*** Opening DATA TO EXAMINE ***
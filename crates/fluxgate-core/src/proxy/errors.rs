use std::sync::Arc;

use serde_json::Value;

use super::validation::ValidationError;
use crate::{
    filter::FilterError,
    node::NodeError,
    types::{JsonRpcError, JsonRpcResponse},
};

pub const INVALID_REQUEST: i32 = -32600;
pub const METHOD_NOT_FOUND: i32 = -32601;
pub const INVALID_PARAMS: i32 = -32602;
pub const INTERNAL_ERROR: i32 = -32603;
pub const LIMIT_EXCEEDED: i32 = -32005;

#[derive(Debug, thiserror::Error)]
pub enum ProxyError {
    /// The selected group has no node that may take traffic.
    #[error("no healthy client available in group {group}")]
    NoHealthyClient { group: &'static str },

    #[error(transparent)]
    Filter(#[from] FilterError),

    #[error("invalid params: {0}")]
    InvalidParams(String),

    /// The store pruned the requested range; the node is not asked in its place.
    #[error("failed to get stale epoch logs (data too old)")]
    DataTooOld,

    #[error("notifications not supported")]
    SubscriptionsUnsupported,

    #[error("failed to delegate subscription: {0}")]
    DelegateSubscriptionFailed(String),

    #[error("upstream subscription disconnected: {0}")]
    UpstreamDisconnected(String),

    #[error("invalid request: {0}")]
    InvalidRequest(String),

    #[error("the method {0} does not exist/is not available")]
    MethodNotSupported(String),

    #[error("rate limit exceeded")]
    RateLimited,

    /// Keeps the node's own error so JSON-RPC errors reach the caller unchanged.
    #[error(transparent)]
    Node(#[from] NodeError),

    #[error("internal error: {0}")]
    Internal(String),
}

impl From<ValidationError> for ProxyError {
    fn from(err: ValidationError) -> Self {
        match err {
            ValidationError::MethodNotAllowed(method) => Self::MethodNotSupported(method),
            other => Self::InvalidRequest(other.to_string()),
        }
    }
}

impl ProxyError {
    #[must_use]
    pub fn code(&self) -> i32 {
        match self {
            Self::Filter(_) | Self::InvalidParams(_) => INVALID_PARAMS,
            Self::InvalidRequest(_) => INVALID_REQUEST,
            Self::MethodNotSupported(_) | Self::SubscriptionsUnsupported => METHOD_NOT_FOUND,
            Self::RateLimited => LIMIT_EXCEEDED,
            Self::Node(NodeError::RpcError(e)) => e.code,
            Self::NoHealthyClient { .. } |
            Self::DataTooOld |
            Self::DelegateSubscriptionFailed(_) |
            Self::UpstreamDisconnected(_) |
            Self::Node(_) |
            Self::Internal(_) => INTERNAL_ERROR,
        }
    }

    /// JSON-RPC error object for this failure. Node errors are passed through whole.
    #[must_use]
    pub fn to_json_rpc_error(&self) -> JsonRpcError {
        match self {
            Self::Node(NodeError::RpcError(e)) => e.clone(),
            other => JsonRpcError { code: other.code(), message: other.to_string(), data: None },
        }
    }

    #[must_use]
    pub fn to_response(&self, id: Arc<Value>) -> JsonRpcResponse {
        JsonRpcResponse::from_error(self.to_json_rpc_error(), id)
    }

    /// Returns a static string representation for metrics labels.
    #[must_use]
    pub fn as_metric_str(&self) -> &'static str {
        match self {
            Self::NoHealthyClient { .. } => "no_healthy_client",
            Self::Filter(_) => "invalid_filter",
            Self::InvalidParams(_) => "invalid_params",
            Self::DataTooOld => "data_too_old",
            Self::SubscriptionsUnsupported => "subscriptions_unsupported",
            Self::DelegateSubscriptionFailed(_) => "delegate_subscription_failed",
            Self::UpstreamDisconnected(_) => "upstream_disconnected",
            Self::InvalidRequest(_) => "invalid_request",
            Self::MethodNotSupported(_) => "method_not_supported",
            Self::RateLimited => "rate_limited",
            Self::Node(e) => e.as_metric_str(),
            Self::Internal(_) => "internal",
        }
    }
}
*** Closing DATA TO EXAMINE ***
▶ AIM OF THE TASK: Retype all the data, keeping every character the same.

▶ ANSWER TO THIS EXERCISE:
filename crates/fluxgate-core/src/proxy/errors.rs
use std::sync::Arc;

use serde_json::Value;

use super::validation::ValidationError;
use crate::{
    filter::FilterError,
    node::NodeError,
    types::{JsonRpcError, JsonRpcResponse},
};

pub const INVALID_REQUEST: i32 = -32600;
pub const METHOD_NOT_FOUND: i32 = -32601;
pub const INVALID_PARAMS: i32 = -32602;
pub const INTERNAL_ERROR: i32 = -32603;
pub const LIMIT_EXCEEDED: i32 = -32005;

#[derive(Debug, thiserror::Error)]
pub enum ProxyError {
    /// The selected group has no node that may take traffic.
    #[error("no healthy client available in group {group}")]
    NoHealthyClient { group: &'static str },

    #[error(transparent)]
    Filter(#[from] FilterError),

    #[error("invalid params: {0}")]
    InvalidParams(String),

    /// The store pruned the requested range; the node is not asked in its place.
    #[error("failed to get stale epoch logs (data too old)")]
    DataTooOld,

    #[error("notifications not supported")]
    SubscriptionsUnsupported,

    #[error("failed to delegate subscription: {0}")]
    DelegateSubscriptionFailed(String),

    #[error("upstream subscription disconnected: {0}")]
    UpstreamDisconnected(String),

    #[error("invalid request: {0}")]
    InvalidRequest(String),

    #[error("the method {0} does not exist/is not available")]
    MethodNotSupported(String),

    #[error("rate limit exceeded")]
    RateLimited,

    /// Keeps the node's own error so JSON-RPC errors reach the caller unchanged.
    #[error(transparent)]
    Node(#[from] NodeError),

    #[error("internal error: {0}")]
    Internal(String),
}

impl From<ValidationError> for ProxyError {
    fn from(err: ValidationError) -> Self {
        match err {
            ValidationError::MethodNotAllowed(method) => Self::MethodNotSupported(method),
            other => Self::InvalidRequest(other.to_string()),
        }
    }
}

impl ProxyError {
    #[must_use]
    pub fn code(&self) -> i32 {
        match self {
            Self::Filter(_) | Self::InvalidParams(_) => INVALID_PARAMS,
            Self::InvalidRequest(_) => INVALID_REQUEST,
            Self::MethodNotSupported(_) | Self::SubscriptionsUnsupported => METHOD_NOT_FOUND,
            Self::RateLimited => LIMIT_EXCEEDED,
            Self::Node(NodeError::RpcError(e)) => e.code,
            Self::NoHealthyClient { .. } |
            Self::DataTooOld |
            Self::DelegateSubscriptionFailed(_) |
            Self::UpstreamDisconnected(_) |
            Self::Node(_) |
            Self::Internal(_) => INTERNAL_ERROR,
        }
    }

    /// JSON-RPC error object for this failure. Node errors are passed through whole.
    #[must_use]
    pub fn to_json_rpc_error(&self) -> JsonRpcError {
        match self {
            Self::Node(NodeError::RpcError(e)) => e.clone(),
            other => JsonRpcError { code: other.code(), message: other.to_string(), data: None },
        }
    }

    #[must_use]
    pub fn to_response(&self, id: Arc<Value>) -> JsonRpcResponse {
        JsonRpcResponse::from_error(self.to_json_rpc_error(), id)
    }

    /// Returns a static string representation for metrics labels.
    #[must_use]
    pub fn as_metric_str(&self) -> &'static str {
        match self {
            Self::NoHealthyClient { .. } => "no_healthy_client",
            Self::Filter(_) => "invalid_filter",
            Self::InvalidParams(_) => "invalid_params",
            Self::DataTooOld => "data_too_old",
            Self::SubscriptionsUnsupported => "subscriptions_unsupported",
            Self::DelegateSubscriptionFailed(_) => "delegate_subscription_failed",
            Self::UpstreamDisconnected(_) => "upstream_disconnected",
            Self::InvalidRequest(_) => "invalid_request",
            Self::MethodNotSupported(_) => "method_not_supported",
            Self::RateLimited => "rate_limited",
            Self::Node(e) => e.as_metric_str(),
            Self::Internal(_) => "internal",
        }
    }
}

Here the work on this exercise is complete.